Even the crowd felt it. Some rubbed their eyes; others blinked and found they’d momentarily forgotten what they were watching.
“Strange,” said a noblewoman. “I swear I was looking at… something just now.”
“Probably the crow,” her husband replied, frowning. “Or the boy with it. The longer you watch, the harder it is to remember what you saw.”
Down in the shadowed quadrant, Velnira walked calmly through the fog. His deck pulsed faintly, the cards glowing in dim rotation. One of his phantoms returned — dissolving into mist as it relayed information straight into his mind. “Two groups engaged nearby,” he said. “One too large to challenge, the other bleeding resources. We move for the weak.”
Ashfeather chuckled. “Ah, classic strategy. Kick the small one while the big one’s distracted.”
“It’s efficient,” Velnira said simply. “We’re not here to prove pride. We’re here to shape outcomes.”
A flicker passed through the fog — the faint sound of cards activating nearby. “Lure of Shadows.” The mist deepened, warping the light. Two enemy scouts, unaware of the distortion, stumbled straight into his range. “Illusory Bind.” Shadow strings coiled around their limbs. They froze mid-step, eyes wide but minds already clouded. Within seconds, their decks flickered out of their grasp — stolen into Velnira’s palm.
He looked down at them — not unkindly, but with the distance of someone solving a puzzle. “You’ll be fine,” he said quietly. “The referees will pick you up soon.”
Ashfeather tilted his head. “You could’ve just ignored them.”
Velnira’s tone was mild. “I prefer to make sure variables don’t return later.”
The crow let out a throaty laugh. “That’s what I like about you, kid. You’re cautious enough to survive, reckless enough to win.”
From the stands, the audience whispered in mixed tones of awe and unease.
“He’s efficient like a machine.” “No, like something older.” “Who’s really calling the shots — the boy or the crow?”
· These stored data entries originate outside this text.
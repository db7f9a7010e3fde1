//! Graph explorer CLI commands.

use anyhow::Result;
use clap::Subcommand;
use colored::Colorize;

use tunegraph_core::AppConfig;
use tunegraph_graph::{explore, EntityKind, NeighborhoodFetcher};

use crate::output;

#[derive(Subcommand)]
pub enum GraphCommands {
    /// Show the neighborhood of a tune
    Tune {
        /// Tune name, exactly as stored
        name: String,
        /// Print the raw JSON payload
        #[arg(long)]
        json: bool,
    },

    /// Show the neighborhood of a set
    Set {
        /// Set description (comma-joined tune names)
        description: String,
        /// Print the raw JSON payload
        #[arg(long)]
        json: bool,
    },
}

pub async fn execute(cmd: GraphCommands, config: &AppConfig) -> Result<()> {
    let (focus, key, json) = match cmd {
        GraphCommands::Tune { name, json } => (EntityKind::Tune, name, json),
        GraphCommands::Set { description, json } => (EntityKind::Set, description, json),
    };

    let client = super::connect_graph(&config.graph).await?;
    let fetcher = NeighborhoodFetcher::new(client, config.graph.first_hop_limit);
    let graph = explore(&fetcher, focus, &key).await?;

    if json {
        println!("{}", serde_json::to_string_pretty(&graph)?);
        return Ok(());
    }

    println!("{} {} {}", "Neighborhood of".bold(), focus.to_string().cyan(), key.yellow());
    println!("{}", "─".repeat(50));
    output::print_viz_graph(&graph);

    Ok(())
}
In the teacher’s row, one of the staff leaned closer to the principal. “The Shadesong boy… he’s unnerving. I’ve reviewed every record. Five years in the Academy, and somehow his crow knows more about our barrier network than half the staff. How?”
The principal didn’t look up from her scry-card. Her expression was unreadable. “Perhaps,” she said softly, “some knowledge isn’t meant to be stored in ledgers.”
Her eyes flicked to the boy and his crow moving through the shadows — calm, in control, perfectly in sync. And then to the north, where Thara’s grove glowed with quiet life.
“Light and dark,” she murmured. “Roots that nurture, and shadows that calculate. Both are building the kind of heroes the world will need.”
Below, the crowd erupted again — cheering, shouting, alive with energy. They weren’t watching a tournament anymore. They were witnessing the next generation of balance — two forces growing side by side: one to protect the living, and one to see through the lies that threatened it.
And high above it all, Ashfeather chuckled softly, voice like smoke. “Seems the world remembers the wrong things… and forgets the right ones, eh, boss?”
Velnira smiled faintly. “Then we’ll just remind it.”